Thu Jul 12 06:00 AM -- 06:10 AM (PDT) @ K11

Feature selection is an important challenge in machine learning. It plays a crucial role in the explainability of machine-driven decisions that are rapidly permeating throughout modern society. Unfortunately, the explosion in the size and dimensionality of real-world datasets poses a severe challenge to standard feature selection algorithms. Today, it is not uncommon for datasets to have billions of dimensions. At such scale, even storing the feature vector is impossible, causing most existing feature selection methods to fail. Workarounds like feature hashing, a standard approach to large-scale machine learning, helps with the computational feasibility, but at the cost of losing the interpretability of features. In this paper, we present MISSION, a novel framework for ultra large-scale feature selection that performs stochastic gradient descent while maintaining an efficient representation of the features in memory using a Count-Sketch data structure. MISSION retains the simplicity of feature hashing without sacrificing the interpretability of the features while using only O(log^2(p)) working memory. We demonstrate that MISSION accurately and efficiently performs feature selection on real-world, large-scale datasets with billions of dimensions.

Author Information

Amirali Aghazadeh (Stanford University)
Ryan Spring (Rice University)
Daniel LeJeune (Rice University)

I'm a Ph.D. student working under Richard Baraniuk in the DSP Group at Rice University. I'm interested in developing algorithms for solving machine learning and optimization problems.
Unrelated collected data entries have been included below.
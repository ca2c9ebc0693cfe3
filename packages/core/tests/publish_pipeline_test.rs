//! End-to-end pipeline tests against the in-memory reference host.
//!
//! Seeds a graph, runs schema customization plus the source phase, and
//! verifies the observable state of the host: attached fields, derived
//! nodes, schema types, and the reporting contract for defective content.

use chrono::{TimeZone, Utc};
use scheduled_publishing::config::{DateSource, PublishOptions, DEFAULT_GROUP_NAME};
use scheduled_publishing::graph::{MemoryGraph, RecordingReporter};
use scheduled_publishing::models::time::MockTimeProvider;
use scheduled_publishing::models::{ClassificationKind, Node};
use scheduled_publishing::services::{
    PublishService, INVALID_DATE_MESSAGE, PUBLISHED_FIELD, PUBLISH_GROUP_FIELD,
};
use serde_json::json;
use std::sync::Arc;

fn article(id: &str, date: Option<&str>) -> Node {
    let properties = match date {
        Some(date) => json!({ "frontmatter": { "date": date } }),
        None => json!({ "frontmatter": {} }),
    };
    Node::new_with_id(
        id.to_string(),
        "article".to_string(),
        Some(format!("body of {id}")),
        properties,
    )
}

fn pipeline(
    graph: Arc<MemoryGraph>,
    options: PublishOptions,
) -> (PublishService, Arc<RecordingReporter>) {
    let reporter = Arc::new(RecordingReporter::new());
    let reporter_dyn: Arc<dyn scheduled_publishing::graph::Reporter> = reporter.clone();
    let clock = Arc::new(MockTimeProvider::with_time(
        Utc.with_ymd_and_hms(2022, 6, 1, 0, 0, 0).unwrap(),
    ));
    let service = PublishService::with_clock(graph, reporter_dyn, options, clock);
    (service, reporter)
}

fn default_options() -> PublishOptions {
    PublishOptions::new(DateSource::field_path("frontmatter.date"))
}

#[tokio::test]
async fn test_source_phase_classifies_whole_graph() {
    let graph = Arc::new(MemoryGraph::new());
    graph.seed_node(article("past", Some("2022-01-30"))).await;
    graph.seed_node(article("future", Some("2022-07-10"))).await;
    graph.seed_node(article("dateless", None)).await;

    let (service, reporter) = pipeline(Arc::clone(&graph), default_options());
    service.create_schema_customization().await.unwrap();
    service.source_nodes().await.unwrap();

    // Dated nodes carry both derived fields
    let past = graph.node("past").await.unwrap();
    assert_eq!(past.fields.get(PUBLISHED_FIELD), Some(&json!(true)));
    assert_eq!(
        past.fields.get(PUBLISH_GROUP_FIELD),
        Some(&json!(DEFAULT_GROUP_NAME))
    );
    let future = graph.node("future").await.unwrap();
    assert_eq!(future.fields.get(PUBLISHED_FIELD), Some(&json!(false)));

    // The dateless node is left untouched
    let dateless = graph.node("dateless").await.unwrap();
    assert!(dateless.fields.is_empty());

    // One derived node per dated source node, kinds split correctly
    let derived = graph.derived_nodes().await;
    assert_eq!(derived.len(), 2);
    let kind_of = |source: &str| {
        derived
            .iter()
            .find(|d| d.source_node_id == source)
            .map(|d| d.kind)
    };
    assert_eq!(kind_of("past"), Some(ClassificationKind::Published));
    assert_eq!(kind_of("future"), Some(ClassificationKind::Unpublished));

    // Source phase does not embed content, but digests are always present
    for node in &derived {
        assert_eq!(node.content, None);
        assert_eq!(node.content_digest.len(), 64);
    }

    // Both types are queryable regardless of instance counts
    let types = graph.declared_schema_types().await;
    let names: Vec<_> = types.iter().map(|t| t.name.as_str()).collect();
    assert_eq!(names, vec!["Published", "Unpublished"]);

    assert!(reporter.panics().is_empty());
    assert!(reporter.warnings().is_empty());
}

#[tokio::test]
async fn test_derived_ids_are_deterministic_and_unique_per_pass() {
    let graph = Arc::new(MemoryGraph::new());
    graph.seed_node(article("only", Some("2022-01-30"))).await;

    let (service, _) = pipeline(Arc::clone(&graph), default_options());
    service.source_nodes().await.unwrap();

    let first = graph.derived_nodes().await;
    assert_eq!(first.len(), 1);
    // The id comes from a deterministic seed, so a second pass over the same
    // host collides instead of silently duplicating.
    let second = service.source_nodes().await;
    assert!(second.is_err());
    assert_eq!(graph.derived_nodes().await.len(), 1);
}

#[tokio::test]
async fn test_late_bound_entry_point_embeds_content() {
    let graph = Arc::new(MemoryGraph::new());
    let node = article("n1", Some("2022-01-30"));
    graph.seed_node(node.clone()).await;

    let (service, _) = pipeline(Arc::clone(&graph), default_options());
    service.on_create_node(&node).await.unwrap();

    let derived = graph.derived_nodes().await;
    assert_eq!(derived[0].content.as_deref(), Some("body of n1"));
}

#[tokio::test]
async fn test_invalid_date_reports_once_and_spares_other_nodes() {
    let graph = Arc::new(MemoryGraph::new());
    graph.seed_node(article("good", Some("2022-01-30"))).await;
    graph
        .seed_node(Node::new_with_id(
            "bad".to_string(),
            "article".to_string(),
            None,
            json!({ "frontmatter": { "date": 20220130 } }),
        ))
        .await;

    let (service, reporter) = pipeline(Arc::clone(&graph), default_options());
    service.source_nodes().await.unwrap();

    let panics = reporter.panics();
    assert_eq!(panics.len(), 1);
    assert!(panics[0].contains(INVALID_DATE_MESSAGE));

    // The defective node is untouched; the valid one still classified
    assert!(graph.node("bad").await.unwrap().fields.is_empty());
    assert_eq!(
        graph.node("good").await.unwrap().fields.get(PUBLISHED_FIELD),
        Some(&json!(true))
    );
    assert_eq!(graph.derived_nodes().await.len(), 1);
}

#[tokio::test]
async fn test_missing_descriptor_reports_per_node_and_creates_nothing() {
    let graph = Arc::new(MemoryGraph::new());
    graph.seed_node(article("n1", Some("2022-01-30"))).await;

    let (service, reporter) = pipeline(Arc::clone(&graph), PublishOptions::default());
    service.source_nodes().await.unwrap();

    assert_eq!(reporter.panics().len(), 1);
    assert!(graph.node("n1").await.unwrap().fields.is_empty());
    assert!(graph.derived_nodes().await.is_empty());
}

#[tokio::test]
async fn test_group_option_is_mirrored_everywhere() {
    let graph = Arc::new(MemoryGraph::new());
    graph.seed_node(article("n1", Some("2022-01-30"))).await;

    let options = default_options().with_group("newsletter");
    let (service, _) = pipeline(Arc::clone(&graph), options);
    service.source_nodes().await.unwrap();

    let node = graph.node("n1").await.unwrap();
    assert_eq!(
        node.fields.get(PUBLISH_GROUP_FIELD),
        Some(&json!("newsletter"))
    );
    assert_eq!(graph.derived_nodes().await[0].publish_group, "newsletter");
}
Gautam Dasarathy (Rice University)
Anshumali Shrivastava (Rice University)

Anshumali Shrivastava is an associate professor in the computer science department at Rice University. His broad research interests include randomized algorithms for large-scale machine learning. In 2018, Science news named him one of the Top-10 scientists under 40 to watch. He is a recipient of National Science Foundation CAREER Award, a Young Investigator Award from Air Force Office of Scientific Research, and machine learning research award from Amazon. His research on hashing inner products has won Best Paper Award at NIPS 2014 while his work on representing graphs got the Best Paper Award at IEEE/ACM ASONAM 2014. Anshumali finished his Ph.D. in 2015 from Cornell University.